Dataset entries

....................

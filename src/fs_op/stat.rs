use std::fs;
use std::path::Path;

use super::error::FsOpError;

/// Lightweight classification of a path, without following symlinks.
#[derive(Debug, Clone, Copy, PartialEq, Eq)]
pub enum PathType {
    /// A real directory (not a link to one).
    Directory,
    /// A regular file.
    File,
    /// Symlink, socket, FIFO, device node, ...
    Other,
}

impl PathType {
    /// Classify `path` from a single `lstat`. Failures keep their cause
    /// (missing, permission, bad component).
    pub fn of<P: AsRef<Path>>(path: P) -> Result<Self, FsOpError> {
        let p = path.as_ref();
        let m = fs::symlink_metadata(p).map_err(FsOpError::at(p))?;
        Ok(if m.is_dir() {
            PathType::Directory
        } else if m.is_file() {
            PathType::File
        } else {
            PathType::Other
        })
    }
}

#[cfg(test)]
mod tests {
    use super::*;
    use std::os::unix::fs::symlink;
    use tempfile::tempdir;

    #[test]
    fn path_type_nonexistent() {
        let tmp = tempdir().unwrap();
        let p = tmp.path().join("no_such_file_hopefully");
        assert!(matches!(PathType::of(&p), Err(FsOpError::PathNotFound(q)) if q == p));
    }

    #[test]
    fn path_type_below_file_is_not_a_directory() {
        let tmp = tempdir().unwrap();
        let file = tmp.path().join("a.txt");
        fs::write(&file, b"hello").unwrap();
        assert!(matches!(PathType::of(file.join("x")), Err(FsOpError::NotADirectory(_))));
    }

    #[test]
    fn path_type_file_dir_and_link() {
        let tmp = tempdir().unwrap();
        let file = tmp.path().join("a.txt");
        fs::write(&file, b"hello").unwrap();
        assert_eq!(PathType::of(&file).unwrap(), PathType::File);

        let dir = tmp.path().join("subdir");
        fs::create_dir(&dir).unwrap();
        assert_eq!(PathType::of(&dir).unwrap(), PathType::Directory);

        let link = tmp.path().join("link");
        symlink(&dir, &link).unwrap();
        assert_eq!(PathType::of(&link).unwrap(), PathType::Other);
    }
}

....................

Task item: Write the records out once more. Each line must match.

Response below:
filename src/fs_op/stat.rs
use std::fs;
use std::path::Path;

use super::error::FsOpError;

/// Lightweight classification of a path, without following symlinks.
#[derive(Debug, Clone, Copy, PartialEq, Eq)]
pub enum PathType {
    /// A real directory (not a link to one).
    Directory,
    /// A regular file.
    File,
    /// Symlink, socket, FIFO, device node, ...
    Other,
}

impl PathType {
    /// Classify `path` from a single `lstat`. Failures keep their cause
    /// (missing, permission, bad component).
    pub fn of<P: AsRef<Path>>(path: P) -> Result<Self, FsOpError> {
        let p = path.as_ref();
        let m = fs::symlink_metadata(p).map_err(FsOpError::at(p))?;
        Ok(if m.is_dir() {
            PathType::Directory
        } else if m.is_file() {
            PathType::File
        } else {
            PathType::Other
        })
    }
}

#[cfg(test)]
mod tests {
    use super::*;
    use std::os::unix::fs::symlink;
    use tempfile::tempdir;

    #[test]
    fn path_type_nonexistent() {
        let tmp = tempdir().unwrap();
        let p = tmp.path().join("no_such_file_hopefully");
        assert!(matches!(PathType::of(&p), Err(FsOpError::PathNotFound(q)) if q == p));
    }

    #[test]
    fn path_type_below_file_is_not_a_directory() {
        let tmp = tempdir().unwrap();
        let file = tmp.path().join("a.txt");
        fs::write(&file, b"hello").unwrap();
        assert!(matches!(PathType::of(file.join("x")), Err(FsOpError::NotADirectory(_))));
    }

    #[test]
    fn path_type_file_dir_and_link() {
        let tmp = tempdir().unwrap();
        let file = tmp.path().join("a.txt");
        fs::write(&file, b"hello").unwrap();
        assert_eq!(PathType::of(&file).unwrap(), PathType::File);

        let dir = tmp.path().join("subdir");
        fs::create_dir(&dir).unwrap();
        assert_eq!(PathType::of(&dir).unwrap(), PathType::Directory);

        let link = tmp.path().join("link");
        symlink(&dir, &link).unwrap();
        assert_eq!(PathType::of(&link).unwrap(), PathType::Other);
    }
}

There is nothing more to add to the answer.